[[ DATA SUPPLIED open ]]
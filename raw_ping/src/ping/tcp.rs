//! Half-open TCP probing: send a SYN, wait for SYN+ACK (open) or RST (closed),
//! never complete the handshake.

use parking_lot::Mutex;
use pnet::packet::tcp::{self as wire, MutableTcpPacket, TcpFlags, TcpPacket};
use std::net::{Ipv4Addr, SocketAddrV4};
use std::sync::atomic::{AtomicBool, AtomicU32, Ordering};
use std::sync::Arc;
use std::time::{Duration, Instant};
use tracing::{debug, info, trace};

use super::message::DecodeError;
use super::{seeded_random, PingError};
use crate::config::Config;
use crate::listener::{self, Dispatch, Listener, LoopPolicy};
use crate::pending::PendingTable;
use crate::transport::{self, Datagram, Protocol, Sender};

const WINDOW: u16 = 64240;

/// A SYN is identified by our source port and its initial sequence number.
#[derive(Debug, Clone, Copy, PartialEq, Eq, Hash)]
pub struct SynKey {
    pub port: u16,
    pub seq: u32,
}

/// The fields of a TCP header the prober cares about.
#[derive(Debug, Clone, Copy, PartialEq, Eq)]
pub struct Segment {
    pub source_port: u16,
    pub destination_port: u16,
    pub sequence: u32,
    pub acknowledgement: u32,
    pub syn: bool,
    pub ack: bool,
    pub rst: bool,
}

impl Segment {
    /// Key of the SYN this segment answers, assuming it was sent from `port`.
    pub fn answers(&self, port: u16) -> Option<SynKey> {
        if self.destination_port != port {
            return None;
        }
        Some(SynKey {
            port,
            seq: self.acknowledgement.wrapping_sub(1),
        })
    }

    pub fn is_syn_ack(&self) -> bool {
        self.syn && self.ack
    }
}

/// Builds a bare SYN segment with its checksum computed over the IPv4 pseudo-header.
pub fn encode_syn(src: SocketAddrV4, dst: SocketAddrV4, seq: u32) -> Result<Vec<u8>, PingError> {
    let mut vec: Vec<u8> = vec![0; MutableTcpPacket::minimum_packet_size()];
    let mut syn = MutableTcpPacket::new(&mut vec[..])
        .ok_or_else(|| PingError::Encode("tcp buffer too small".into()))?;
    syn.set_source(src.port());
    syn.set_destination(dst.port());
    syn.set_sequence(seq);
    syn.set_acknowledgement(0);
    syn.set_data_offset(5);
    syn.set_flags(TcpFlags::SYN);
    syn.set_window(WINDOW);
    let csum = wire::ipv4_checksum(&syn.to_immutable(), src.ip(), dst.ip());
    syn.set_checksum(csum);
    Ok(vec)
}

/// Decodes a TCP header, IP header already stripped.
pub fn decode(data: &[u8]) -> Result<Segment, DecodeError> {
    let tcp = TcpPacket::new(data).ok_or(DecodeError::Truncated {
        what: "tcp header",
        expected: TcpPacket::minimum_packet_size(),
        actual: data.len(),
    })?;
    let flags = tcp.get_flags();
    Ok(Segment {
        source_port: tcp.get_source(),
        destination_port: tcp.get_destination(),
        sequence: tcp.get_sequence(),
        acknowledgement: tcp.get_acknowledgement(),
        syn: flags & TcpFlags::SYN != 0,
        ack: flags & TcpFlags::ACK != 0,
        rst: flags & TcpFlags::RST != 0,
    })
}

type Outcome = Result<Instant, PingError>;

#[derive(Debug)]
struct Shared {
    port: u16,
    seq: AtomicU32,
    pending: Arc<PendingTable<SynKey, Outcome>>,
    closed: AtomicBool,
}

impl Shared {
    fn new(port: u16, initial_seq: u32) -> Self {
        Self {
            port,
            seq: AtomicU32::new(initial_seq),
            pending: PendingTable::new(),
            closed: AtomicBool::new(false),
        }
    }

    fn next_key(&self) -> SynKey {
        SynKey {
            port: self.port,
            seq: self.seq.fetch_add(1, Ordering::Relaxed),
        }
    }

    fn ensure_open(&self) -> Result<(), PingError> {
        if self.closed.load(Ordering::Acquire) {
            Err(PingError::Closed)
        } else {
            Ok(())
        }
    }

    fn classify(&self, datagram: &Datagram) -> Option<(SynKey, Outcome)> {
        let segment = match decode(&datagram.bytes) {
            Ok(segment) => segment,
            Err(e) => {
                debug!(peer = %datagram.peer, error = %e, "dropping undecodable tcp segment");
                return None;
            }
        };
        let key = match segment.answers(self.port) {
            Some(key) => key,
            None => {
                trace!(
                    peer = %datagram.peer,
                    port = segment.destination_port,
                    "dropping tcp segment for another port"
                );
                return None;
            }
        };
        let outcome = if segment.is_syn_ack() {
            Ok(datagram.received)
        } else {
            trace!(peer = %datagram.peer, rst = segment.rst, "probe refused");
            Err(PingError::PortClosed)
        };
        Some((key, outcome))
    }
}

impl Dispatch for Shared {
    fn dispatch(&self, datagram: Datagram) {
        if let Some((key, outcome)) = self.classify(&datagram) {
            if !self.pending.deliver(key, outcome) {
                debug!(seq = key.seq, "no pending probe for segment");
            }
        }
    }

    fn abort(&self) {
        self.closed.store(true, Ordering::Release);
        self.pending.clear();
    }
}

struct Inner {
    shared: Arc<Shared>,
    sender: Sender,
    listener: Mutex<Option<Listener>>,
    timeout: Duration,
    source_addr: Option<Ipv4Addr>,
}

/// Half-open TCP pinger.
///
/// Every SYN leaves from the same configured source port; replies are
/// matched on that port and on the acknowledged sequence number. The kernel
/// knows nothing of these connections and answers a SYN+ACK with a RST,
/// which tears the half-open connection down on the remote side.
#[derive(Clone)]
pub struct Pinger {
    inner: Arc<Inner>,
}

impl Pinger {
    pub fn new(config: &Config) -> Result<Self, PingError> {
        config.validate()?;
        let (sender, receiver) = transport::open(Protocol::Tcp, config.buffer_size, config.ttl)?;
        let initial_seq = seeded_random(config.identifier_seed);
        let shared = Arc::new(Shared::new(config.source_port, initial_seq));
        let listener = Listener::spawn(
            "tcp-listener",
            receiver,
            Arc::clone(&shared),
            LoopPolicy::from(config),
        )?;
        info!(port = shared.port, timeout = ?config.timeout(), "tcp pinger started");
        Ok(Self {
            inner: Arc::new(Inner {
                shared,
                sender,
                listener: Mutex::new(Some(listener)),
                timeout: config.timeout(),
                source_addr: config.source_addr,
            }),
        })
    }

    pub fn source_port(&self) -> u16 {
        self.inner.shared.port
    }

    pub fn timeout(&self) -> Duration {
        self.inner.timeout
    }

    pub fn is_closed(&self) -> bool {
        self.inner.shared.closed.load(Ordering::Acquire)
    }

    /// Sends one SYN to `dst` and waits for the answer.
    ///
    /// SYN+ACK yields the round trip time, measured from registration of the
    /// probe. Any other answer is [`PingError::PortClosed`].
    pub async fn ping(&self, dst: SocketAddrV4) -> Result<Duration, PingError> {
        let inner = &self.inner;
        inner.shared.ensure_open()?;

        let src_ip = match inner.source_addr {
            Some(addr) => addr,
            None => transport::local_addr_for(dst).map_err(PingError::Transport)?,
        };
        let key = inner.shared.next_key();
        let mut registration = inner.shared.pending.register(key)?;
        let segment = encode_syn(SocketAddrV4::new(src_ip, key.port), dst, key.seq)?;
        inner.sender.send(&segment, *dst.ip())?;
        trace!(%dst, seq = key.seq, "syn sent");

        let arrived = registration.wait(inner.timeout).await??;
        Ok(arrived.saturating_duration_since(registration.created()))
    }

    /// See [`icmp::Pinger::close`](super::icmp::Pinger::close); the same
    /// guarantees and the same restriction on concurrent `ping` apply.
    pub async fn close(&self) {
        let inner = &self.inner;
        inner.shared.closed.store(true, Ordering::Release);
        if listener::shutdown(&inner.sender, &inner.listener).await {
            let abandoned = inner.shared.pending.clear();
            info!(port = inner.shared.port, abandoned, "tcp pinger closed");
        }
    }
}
[[ DATA SUPPLIED closed ]]
*WHAT IS NEEDED*: In the entries above, restate word for word the lines between the one holding "self.inner.shared.closed.load(Ordering::Acquire)" and the one holding "pub async fn ping(&self, dst: SocketAddrV4)", inclusive, and nothing besides.

*RESPONSE*:
        self.inner.shared.closed.load(Ordering::Acquire)
    }

    /// Sends one SYN to `dst` and waits for the answer.
    ///
    /// SYN+ACK yields the round trip time, measured from registration of the
    /// probe. Any other answer is [`PingError::PortClosed`].
    pub async fn ping(&self, dst: SocketAddrV4) -> Result<Duration, PingError> {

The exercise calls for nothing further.